Что касается названного выше лирического поэта Даниэля Чепко, то его следует отделить от других богословов, ибо он, подобно Ангелу Силезскому, но до него, писал двустишия («Sexcenta Monodisticha Sapientium», «Шестьсот рассудительных монодистихов», 1640—1647), повествующий о соотношении человека и Бога, и, безусловно пробудил у Ангела желание «состязаться» с ним. Однако двустишия Чепко уступают стиху Шефлера и в количестве, и в глубине мысли, и в словесной изобретательности, не говоря уже о том, что вовсе Чепко был первооткрывателем этого жанра, а француженка Жоржетт де Монтнэ (Georgette de Monteney) выпустившая в 1571 г. сочинение «Emblemata christiana» («Христианская мозаика»), переведенное затем на семь языков, сочетавшее христианские доктринальные мысли с мистическим прозрением. И сам Франкенберг, и его друг Иоанн Теодор фон Чеш (Johann Theodor von Tschesch, 1595—1649) также любили зарифмовывать свои богословские мысли, соединяя их попарно.
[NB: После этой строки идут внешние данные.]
//! Reviewer adapter: the single capability every specialist exposes, and
//! the registry that maps role names to reviewers.
//!
//! Adding a role means registering another [`Reviewer`]; the aggregator and
//! debate subsystem only ever see role names and results.

use std::collections::BTreeMap;
use std::sync::Arc;

use async_trait::async_trait;
use thiserror::Error;
use tracing::{debug, warn};

use crate::finding::ReviewerResult;
use crate::generation::GenerationError;

/// Errors a reviewer can raise while loading or evaluating.
#[derive(Debug, Clone, PartialEq, Error)]
pub enum ReviewerError {
    #[error("reviewer '{role}' failed to load: {reason}")]
    Load { role: String, reason: String },

    #[error("reviewer unavailable: {0}")]
    Unavailable(String),

    #[error("reviewer output malformed: {0}")]
    MalformedOutput(String),

    #[error(transparent)]
    Generation(#[from] GenerationError),
}

/// A specialist that reviews a prompt and returns structured findings.
///
/// Implementations must not share mutable state with other reviewers; the
/// aggregator runs every registered reviewer concurrently.
#[async_trait]
pub trait Reviewer: Send + Sync {
    /// Stable role name, e.g. `"security"`.
    fn role(&self) -> &str;

    /// The reviewer's live instruction text.
    fn instructions(&self) -> &str;

    /// Review the prompt.
    async fn evaluate(&self, prompt: &str) -> Result<ReviewerResult, ReviewerError>;
}

pub type SharedReviewer = Arc<dyn Reviewer>;

/// A role that was requested but could not be registered.
#[derive(Debug, Clone, PartialEq, Eq)]
pub struct LoadFailure {
    pub role: String,
    pub reason: String,
}

/// Role name → reviewer. Iteration is ordered by role name.
#[derive(Default, Clone)]
pub struct ReviewerRegistry {
    reviewers: BTreeMap<String, SharedReviewer>,
    load_failures: Vec<LoadFailure>,
}

impl ReviewerRegistry {
    pub fn new() -> Self {
        Self::default()
    }

    /// Register a reviewer under its own role, replacing any previous one.
    pub fn register(&mut self, reviewer: SharedReviewer) -> Option<SharedReviewer> {
        let role = reviewer.role().to_string();
        debug!(role = %role, "Registered reviewer");
        self.reviewers.insert(role, reviewer)
    }

    /// Register the output of a loader. A failed load is recorded and logged
    /// but never propagated, so the remaining roles still run.
    pub fn register_loaded(
        &mut self,
        role: &str,
        loaded: Result<SharedReviewer, ReviewerError>,
    ) -> bool {
        match loaded {
            Ok(reviewer) => {
                self.register(reviewer);
                true
            }
            Err(e) => {
                warn!(role = %role, error = %e, "Reviewer failed to load; continuing without it");
                self.load_failures.push(LoadFailure {
                    role: role.to_string(),
                    reason: e.to_string(),
                });
                false
            }
        }
    }

    pub fn get(&self, role: &str) -> Option<&SharedReviewer> {
        self.reviewers.get(role)
    }

    pub fn roles(&self) -> Vec<&str> {
        self.reviewers.keys().map(String::as_str).collect()
    }

    pub fn iter(&self) -> impl Iterator<Item = (&str, &SharedReviewer)> {
        self.reviewers.iter().map(|(k, v)| (k.as_str(), v))
    }

    pub fn len(&self) -> usize {
        self.reviewers.len()
    }

    pub fn is_empty(&self) -> bool {
        self.reviewers.is_empty()
    }

    /// Roles that failed to load.
    pub fn load_failures(&self) -> &[LoadFailure] {
        &self.load_failures
    }
}

impl std::fmt::Debug for ReviewerRegistry {
    fn fmt(&self, f: &mut std::fmt::Formatter<'_>) -> std::fmt::Result {
        f.debug_struct("ReviewerRegistry")
            .field("roles", &self.roles())
            .field("load_failures", &self.load_failures)
            .finish()
    }
}

#[cfg(test)]
mod tests {
    use super::*;

    struct Fixed(&'static str);

    #[async_trait]
    impl Reviewer for Fixed {
        fn role(&self) -> &str {
            self.0
        }

        fn instructions(&self) -> &str {
            "review"
        }

        async fn evaluate(&self, _prompt: &str) -> Result<ReviewerResult, ReviewerError> {
            Ok(ReviewerResult::from_findings(self.0, vec![], 1.0, 9.0))
        }
    }

    #[test]
    fn test_registry_orders_roles() {
        let mut registry = ReviewerRegistry::new();
        registry.register(Arc::new(Fixed("testing")));
        registry.register(Arc::new(Fixed("clarity")));
        registry.register(Arc::new(Fixed("security")));
        assert_eq!(registry.roles(), vec!["clarity", "security", "testing"]);
        assert_eq!(registry.len(), 3);
    }

    #[test]
    fn test_register_replaces_same_role() {
        let mut registry = ReviewerRegistry::new();
        assert!(registry.register(Arc::new(Fixed("ux"))).is_none());
        assert!(registry.register(Arc::new(Fixed("ux"))).is_some());
        assert_eq!(registry.len(), 1);
    }

    #[test]
    fn test_load_failure_recorded_not_fatal() {
        let mut registry = ReviewerRegistry::new();
        assert!(registry.register_loaded("security", Ok(Arc::new(Fixed("security")))));
        assert!(!registry.register_loaded(
            "docs",
            Err(ReviewerError::Load {
                role: "docs".into(),
                reason: "missing definition".into(),
            })
        ));
        assert_eq!(registry.roles(), vec!["security"]);
        assert_eq!(registry.load_failures().len(), 1);
        assert_eq!(registry.load_failures()[0].role, "docs");
    }

    #[tokio::test]
    async fn test_registered_reviewer_evaluates() {
        let mut registry = ReviewerRegistry::new();
        registry.register(Arc::new(Fixed("clarity")));
        let reviewer = registry.get("clarity").unwrap();
        let result = reviewer.evaluate("anything").await.unwrap();
        assert!(result.no_issues);
    }
}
Чеш, например, в тот же период, что и Чепко (в 1644 г.), опубликовал латинские стихи под названием «Vita cum Christo sive Epigrammatum sacrorum Centuriae XII» («Жизнь со Христом, или двенадцать сотен сакральных эпиграмм»), которые в свою очередь не могли не повлиять на окончательное издание (1647 г.) монодистихов Чепко.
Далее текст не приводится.